162cm short. 130kg light. Still this tower speaker from Acapella Audio Arts is far from their flagship. Instead it falls somewhere in the middle. Plop. In fact there are only three smaller models. Eight are larger in the lineup of this Duisburg firm who've clearly cultivated a craving for grown-up transducers. Just so, most listeners will find the 'medium' High BassoNobile MkII plenty respectable indeed. For already more than four decades, Acapella have crafted extraordinary loudspeakers with spherical/hyper-spherical horns. And let's not forget their proprietary ion tweeter. But it's not just their history which has legs. So have their models. Today's premiered in 2012. It was only 9 years later that it saw its first comprehensive overhaul. Competitors by then would have dealt in MkV if not end of life notices. No 'discontinued' here.

Of course the core recipe of sealed 2-way remains. Both aspects are unusual in a price/weight class which usually concentrates on three- or four-way propositions. Sealed alignments too are more of the exception. Whilst enjoying a deserved reputation for superior impulse response, it comes at a cost of raw bass extension. Hence most designers prefer bass reflex. Today we just won't expect shyness on said score. After all, the MkII isn't exactly petite. I've hosted refrigerators which were decidedly more compact. With this much cubic volume on hand, even a sealed passive speaker will do authentic sub bass. Here two 10-inchers work in their own closed chamber each.

The concept also includes a special mid/tweeter horn of hyper-spherical geometry. That essentially operates as widebander. It covers five octaves or 800Hz to beyond 25KHz across the asymmetrical about 44cm broad horn. It seamlessly bridges the presence and brilliance regions where human hearing is most sensitive. That promises fabulous coherence. So what is hyper-spherical you ask? The term describes the geometry of how a horn gradually opens its mouth relative to the throat. "Ours is shaped for a particular spherical function which unlike standard spherical or exponential geometries spans from point source to eternity" is how designer Richard Rudolph explains it. Their 180° expansion rate adds a secondary spherical function which bows backwards, hence hyper-spherical.

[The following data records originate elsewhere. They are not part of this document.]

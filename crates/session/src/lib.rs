//! Session module - game session engine
//!
//! This module drives rounds against the game server: the session state
//! machine, the autobet loop, and recovery of a round left in flight.
//!
//! # Architecture
//!
//! - [`Session`] owns all round state behind a lock that is never held
//!   across a request
//! - [`Context`] carries read-only profile and limits plus the shared
//!   [`AutobetControl`]
//! - [`TimerRegistry`] holds the reset and auto-fill countdowns; the owner
//!   advances it with [`Session::tick`]
//! - [`SessionEvent`]s are broadcast to UI subscribers
//!
//! # Timing
//!
//! | Timer | Default | Purpose |
//! |-------|---------|---------|
//! | Settle reset | 3000ms | Board stays visible after a settlement |
//! | Multi-tap reset | 2000ms | Same, after a manual bulk reveal |
//! | Autobet pause | 2000ms | Between automated rounds |
//! | Stop-on-win delay | 1000ms | Before honouring stop-on-any-win |
//! | Auto-fill stagger | 50ms | Per cell of the default selection |
//!
//! # Example
//!
//! ```no_run
//! use std::sync::Arc;
//!
//! use mines_session::adapter::{ApiConfig, HttpApi};
//! use mines_session::{Context, MemoryStore, Session, SessionConfig};
//!
//! # async fn run() -> Result<(), Box<dyn std::error::Error>> {
//! let api = Arc::new(HttpApi::new(ApiConfig::from_env())?);
//! let session = Session::new(api, Arc::new(MemoryStore::new()), SessionConfig::from_env());
//! let ctx = Context::default();
//!
//! session.restore_amount(&ctx);
//! session.start(&ctx).await?;
//! session.tap(&ctx, 12).await?;
//! let settlement = session.cashout().await?;
//! println!("{:?} {}", settlement.result, settlement.payout);
//! # Ok(())
//! # }
//! ```

pub mod autobet;
pub mod config;
pub mod context;
pub mod error;
pub mod events;
pub mod recovery;
pub mod seed;
pub mod session;
pub mod storage;
pub mod timers;

#[cfg(any(test, feature = "test-util"))]
pub mod testing;

pub use mines_adapter as adapter;
pub use mines_core as core;
pub use mines_types as types;

pub use autobet::{next_stake, AutobetSummary};
pub use config::SessionConfig;
pub use context::{AutobetConfig, AutobetControl, Context, Profile, StakeRule};
pub use error::{ErrorResolver, ResetOnFailure, Resolution, SessionError};
pub use events::{AlertLevel, SessionEvent};
pub use recovery::RestoredRound;
pub use seed::SeedOverride;
pub use session::Session;
pub use storage::{JsonFileStore, KeyValueStore, MemoryStore, StoreError};
pub use timers::{TimerKind, TimerRegistry};
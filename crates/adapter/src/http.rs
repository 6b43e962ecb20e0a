//! HTTP transport for the game API
//!
//! JSON over HTTPS POST. Every call carries the player's `authorization` and
//! `apikey` headers; reveal calls also carry a JSON `metadata` header telling
//! the server the device and whether the reveal was manual.

use async_trait::async_trait;
use reqwest::header::{HeaderMap, HeaderValue};
use serde::de::DeserializeOwned;
use serde::Serialize;
use tracing::debug;
use url::Url;

use crate::api::{ApiError, GameApi, Result};
use crate::config::ApiConfig;
use crate::protocol::{
    ActiveRoundResponse, CashoutRequest, CreateRoundRequest, CreateRoundResponse, ErrorBody,
    MultiRevealRequest, RequestMetadata, RetrieveRoundRequest, RevealRequest, RevealResponse,
    SettlementResponse,
};
use crate::types::Limits;

const CREATE_PATH: &str = "mines/create";
const REVEAL_PATH: &str = "mines/tap";
const MULTI_REVEAL_PATH: &str = "mines/multi-tap";
const CASHOUT_PATH: &str = "mines/cashout";
const RETRIEVE_PATH: &str = "mines/retrieve";
const LIMITS_PATH: &str = "limits";

pub struct HttpApi {
    http_client: reqwest::Client,
    base_url: Url,
    config: ApiConfig,
}

impl HttpApi {
    pub fn new(config: ApiConfig) -> Result<Self> {
        let base_url = config.base_url()?;
        let http_client = reqwest::Client::builder()
            .timeout(config.request_timeout())
            .build()?;
        Ok(Self {
            http_client,
            base_url,
            config,
        })
    }

    pub fn config(&self) -> &ApiConfig {
        &self.config
    }

    fn headers(&self, manual: Option<bool>) -> Result<HeaderMap> {
        let mut headers = HeaderMap::new();
        let mut put = |name: &'static str, value: &str| -> Result<()> {
            let value = HeaderValue::from_str(value)
                .map_err(|e| ApiError::Transport(format!("invalid {name} header: {e}")))?;
            headers.insert(name, value);
            Ok(())
        };
        if let Some(token) = &self.config.token {
            put("authorization", token)?;
        }
        if let Some(player_id) = &self.config.player_id {
            put("apikey", player_id)?;
        }
        if let Some(sub_partner_id) = &self.config.sub_partner_id {
            put("subpartnerid", sub_partner_id)?;
        }
        if let Some(manual) = manual {
            let metadata = serde_json::to_string(&RequestMetadata {
                device: self.config.device,
                manual,
            })?;
            put("metadata", &metadata)?;
        }
        Ok(headers)
    }

    async fn send<Req, Resp>(&self, path: &str, body: Option<&Req>, manual: Option<bool>) -> Result<Option<Resp>>
    where
        Req: Serialize + ?Sized,
        Resp: DeserializeOwned,
    {
        let url = self.base_url.join(path)?;
        debug!(%url, "game api request");

        let mut request = match body {
            Some(_) => self.http_client.post(url.clone()),
            None => self.http_client.get(url.clone()),
        };
        request = request.headers(self.headers(manual)?);
        if let Some(body) = body {
            request = request.json(body);
        }
        let response = request.send().await?;

        let status = response.status();
        if status == reqwest::StatusCode::NOT_FOUND {
            return Ok(None);
        }
        let bytes = response.bytes().await?;
        if !status.is_success() {
            let body: ErrorBody = serde_json::from_slice(&bytes).unwrap_or_default();
            let message = body
                .message
                .unwrap_or_else(|| String::from_utf8_lossy(&bytes).trim().to_string());
            return Err(ApiError::Status {
                status: status.as_u16(),
                code: body.code,
                message,
            });
        }
        Ok(Some(serde_json::from_slice(&bytes)?))
    }

    async fn post<Req, Resp>(&self, path: &str, body: &Req, manual: Option<bool>) -> Result<Resp>
    where
        Req: Serialize,
        Resp: DeserializeOwned,
    {
        self.send(path, Some(body), manual)
            .await?
            .ok_or_else(|| ApiError::Status {
                status: reqwest::StatusCode::NOT_FOUND.as_u16(),
                code: None,
                message: format!("{path} not found"),
            })
    }
}

#[async_trait]
impl GameApi for HttpApi {
    async fn create_round(&self, req: CreateRoundRequest) -> Result<CreateRoundResponse> {
        self.post(CREATE_PATH, &req, None).await
    }

    async fn reveal(&self, req: RevealRequest) -> Result<RevealResponse> {
        self.post(REVEAL_PATH, &req, Some(true)).await
    }

    async fn multi_reveal(&self, req: MultiRevealRequest) -> Result<SettlementResponse> {
        self.post(MULTI_REVEAL_PATH, &req, Some(false)).await
    }

    async fn cashout(&self, req: CashoutRequest) -> Result<SettlementResponse> {
        self.post(CASHOUT_PATH, &req, None).await
    }

    async fn retrieve_round(&self, req: RetrieveRoundRequest) -> Result<ActiveRoundResponse> {
        // 404 is the common "no round in flight" answer.
        Ok(self
            .send(RETRIEVE_PATH, Some(&req), None)
            .await?
            .unwrap_or_default())
    }

    async fn fetch_limits(&self) -> Result<Limits> {
        self.send::<(), Limits>(LIMITS_PATH, None, None)
            .await?
            .ok_or_else(|| ApiError::Status {
                status: reqwest::StatusCode::NOT_FOUND.as_u16(),
                code: None,
                message: format!("{LIMITS_PATH} not found"),
            })
    }
}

But there's more. "With our patented asymmetrical horn shape, lower sound waves detach more continuous and phase neutral from the mouth". Rudolph finds that traditional horns suffer far more sudden cut-offs at their edges. Those cause phase shift to explain why they struggle to integrate properly with lower frequencies. His expansion rate past 180°, the asymmetrical shape and particular positioning of broad side out all optimize impulse response and phase behavior. The horn itself is made of a glassfibre-reinforced synthetic compound loaded with resonance dampers. It's just not the shape that's different but also what drives it. Typically mid/tweeter horns amplify a compression driver which works in a small defined chamber set in the horn's throat. Acapella diverge. Rudolph shares how they've sampled pretty much all commercially available compression drivers but didn't encounter one that proved suitable. Issues common to all were strong breakup modes and undesirable side effects from the compression action itself.